In a, perhaps, unfortunate twist, the Ontario Superior Court of Justice has ruled that it is not “plain and obvious” that an employee’s claim against his employer cannot succeed – because the WSIB denied him workers’ compensation benefits.
Section 28 of the Workplace Safety and Insurance Act (WSIA) extinguishes certain rights of action, where injuries are sustained by workers in and of the course of employment. Ordinarily, workers who sustain workplace injuries cannot sue their employers for damages arising therefrom. Workers also cannot sue the employer of another worker whose negligence caused their workplace injury (provided both employers are covered schedule 1, or both employers are schedule 2 employers, under the WSIA).

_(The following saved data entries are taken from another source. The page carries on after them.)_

// Copyright (c) 2024-2026 Martin Schröder <info@swedishembedded.com>
//
// SPDX-License-Identifier: MIT
use pulldown_cmark::{CodeBlockKind, Event, HeadingLevel, Parser, Tag, TagEnd};
use ratatui::style::{Color, Modifier, Style};
use ratatui::text::{Line, Span};
use unicode_width::UnicodeWidthStr;

use crate::highlight::highlight_code;
use crate::widgets::{md_blockquote, md_bullet, md_rule_char};

/// A styled line ready for Ratatui rendering.
pub type StyledLines = Vec<Line<'static>>;

#[derive(Debug, Clone, Copy, Default)]
pub struct RenderOptions<'a> {
    /// Wrap column; 0 falls back to 80.
    pub width: u16,
    /// Plain ASCII glyphs instead of Unicode bullets and rules.
    pub ascii: bool,
    /// syntect theme for fenced code; `None` disables highlighting.
    pub highlight_theme: Option<&'a str>,
}

/// Convert a markdown string into a list of styled [`Line`]s for Ratatui.
pub fn render_markdown(md: &str, opts: RenderOptions<'_>) -> StyledLines {
    let width = if opts.width == 0 { 80 } else { opts.width as usize };
    let ascii = opts.ascii;
    let mut lines: StyledLines = Vec::new();
    let mut current_spans: Vec<Span<'static>> = Vec::new();
    let mut style_stack: Vec<Style> = vec![Style::default()];
    // Open fenced block: (language, collected text).
    let mut code_block: Option<(String, String)> = None;

    let push_line = |lines: &mut StyledLines, spans: &mut Vec<Span<'static>>| {
        if spans.is_empty() {
            lines.push(Line::default());
        } else {
            lines.push(Line::from(std::mem::take(spans)));
        }
    };

    let parser = Parser::new(md);
    for event in parser {
        match event {
            Event::Start(Tag::Heading { level, .. }) => {
                push_line(&mut lines, &mut current_spans);
                style_stack.push(heading_style(level));
            }
            Event::End(TagEnd::Heading(_)) => {
                style_stack.pop();
                push_line(&mut lines, &mut current_spans);
                lines.push(Line::default());
            }
            Event::Start(Tag::Strong) => {
                let base = *style_stack.last().unwrap_or(&Style::default());
                style_stack.push(base.add_modifier(Modifier::BOLD));
            }
            Event::End(TagEnd::Strong) => { style_stack.pop(); }
            Event::Start(Tag::Emphasis) => {
                let base = *style_stack.last().unwrap_or(&Style::default());
                style_stack.push(base.add_modifier(Modifier::ITALIC));
            }
            Event::End(TagEnd::Emphasis) => { style_stack.pop(); }
            Event::Start(Tag::CodeBlock(kind)) => {
                if !current_spans.is_empty() {
                    push_line(&mut lines, &mut current_spans);
                }
                let lang = match kind {
                    CodeBlockKind::Fenced(info) => {
                        info.split_whitespace().next().unwrap_or_default().to_string()
                    }
                    CodeBlockKind::Indented => String::new(),
                };
                code_block = Some((lang, String::new()));
            }
            Event::End(TagEnd::CodeBlock) => {
                if let Some((lang, code)) = code_block.take() {
                    lines.extend(code_lines(&code, &lang, opts.highlight_theme));
                }
                lines.push(Line::default());
            }
            Event::Start(Tag::List(_)) => {
                if !current_spans.is_empty() {
                    push_line(&mut lines, &mut current_spans);
                }
            }
            Event::End(TagEnd::List(_)) => {
                lines.push(Line::default());
            }
            Event::Start(Tag::Item) => {
                current_spans.push(Span::raw(format!("  {}", md_bullet(ascii))));
            }
            Event::End(TagEnd::Item) => {
                push_line(&mut lines, &mut current_spans);
            }
            Event::Start(Tag::BlockQuote(_)) => {
                let base = *style_stack.last().unwrap_or(&Style::default());
                style_stack.push(base.fg(Color::DarkGray));
                current_spans.push(Span::raw(md_blockquote(ascii).to_string()));
            }
            Event::End(TagEnd::BlockQuote(_)) => {
                push_line(&mut lines, &mut current_spans);
                style_stack.pop();
                lines.push(Line::default());
            }
            Event::Start(Tag::Paragraph) => {}
            Event::End(TagEnd::Paragraph) => {
                push_line(&mut lines, &mut current_spans);
                lines.push(Line::default());
            }
            Event::Text(t) => {
                if let Some((_, code)) = code_block.as_mut() {
                    code.push_str(&t);
                    continue;
                }
                let style = *style_stack.last().unwrap_or(&Style::default());
                let mut col = current_col(&current_spans);
                let mut buf = String::new();
                for word in t.split_inclusive(' ') {
                    let w = word.width();
                    if col + w > width && !buf.is_empty() {
                        current_spans.push(Span::styled(std::mem::take(&mut buf), style));
                        push_line(&mut lines, &mut current_spans);
                        col = 0;
                    }
                    buf.push_str(word);
                    col += w;
                }
                if !buf.is_empty() {
                    current_spans.push(Span::styled(buf, style));
                }
            }
            Event::Code(t) => {
                let style = Style::default().fg(Color::Yellow).bg(Color::DarkGray);
                current_spans.push(Span::styled(format!("`{t}`"), style));
            }
            Event::SoftBreak => {
                current_spans.push(Span::raw(" "));
            }
            Event::HardBreak => {
                push_line(&mut lines, &mut current_spans);
            }
            Event::Rule => {
                if !current_spans.is_empty() {
                    push_line(&mut lines, &mut current_spans);
                }
                lines.push(Line::from(Span::styled(
                    md_rule_char(ascii).to_string().repeat(width),
                    Style::default().fg(Color::DarkGray),
                )));
                lines.push(Line::default());
            }
            // HTML is shown as written.
            Event::Start(Tag::HtmlBlock) => {
                if !current_spans.is_empty() {
                    push_line(&mut lines, &mut current_spans);
                }
            }
            Event::End(TagEnd::HtmlBlock) => {
                lines.push(Line::default());
            }
            Event::Html(t) => {
                let style = Style::default().fg(Color::Gray);
                for l in t.lines() {
                    lines.push(Line::from(Span::styled(l.to_string(), style)));
                }
            }
            Event::InlineHtml(t) => {
                let style = *style_stack.last().unwrap_or(&Style::default());
                current_spans.push(Span::styled(t.to_string(), style));
            }
            _ => {}
        }
    }

    // A stream can stop in the middle of a fence.
    if let Some((lang, code)) = code_block.take() {
        lines.extend(code_lines(&code, &lang, opts.highlight_theme));
    }
    if !current_spans.is_empty() {
        lines.push(Line::from(current_spans));
    }
    while lines.last().is_some_and(|l| l.spans.is_empty()) {
        lines.pop();
    }

    lines
}

fn code_lines(code: &str, lang: &str, theme: Option<&str>) -> StyledLines {
    if let Some(lines) = theme.and_then(|t| highlight_code(code, lang, t)) {
        return lines;
    }
    let style = Style::default().fg(Color::Cyan);
    code.lines()
        .map(|l| Line::from(Span::styled(l.to_string(), style)))
        .collect()
}

fn heading_style(level: HeadingLevel) -> Style {
    match level {
        HeadingLevel::H1 => Style::default().fg(Color::LightBlue).add_modifier(Modifier::BOLD),
        HeadingLevel::H2 => Style::default().fg(Color::Blue).add_modifier(Modifier::BOLD),
        HeadingLevel::H3 => Style::default().fg(Color::Cyan).add_modifier(Modifier::BOLD),
        _ => Style::default().add_modifier(Modifier::BOLD),
    }
}

fn current_col(spans: &[Span<'_>]) -> usize {
    spans.iter().map(|s| s.content.width()).sum()
}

In Kingsley v. City of Ottawa, Derek Kingsley sustained apparently serious injuries while operating a vehicle owned by his employer, the City of Ottawa. Tania Kingsley was in the truck at the time. Mr. Kingsley sought benefits under the WSIA, but the WSIB denied his claim on the basis that he was not acting in and of the course of employment at the time (details are scarce in the court decision as to why he was operating the city’s truck while off-duty). The plaintiffs alleged, among other things, that the City’s negligence caused the truck to fail to operate properly, which they assert caused the accident.
The Court found that it was not prepared, on a motion for summary judgement, to strike out the claim as barred by the WSIA. Although Mr. Kingsley’s WSIB appeal rights had not expired, given that the WSIB had already denied benefits it could not be said that it was plain and obvious that the negligence suit was statute-barred.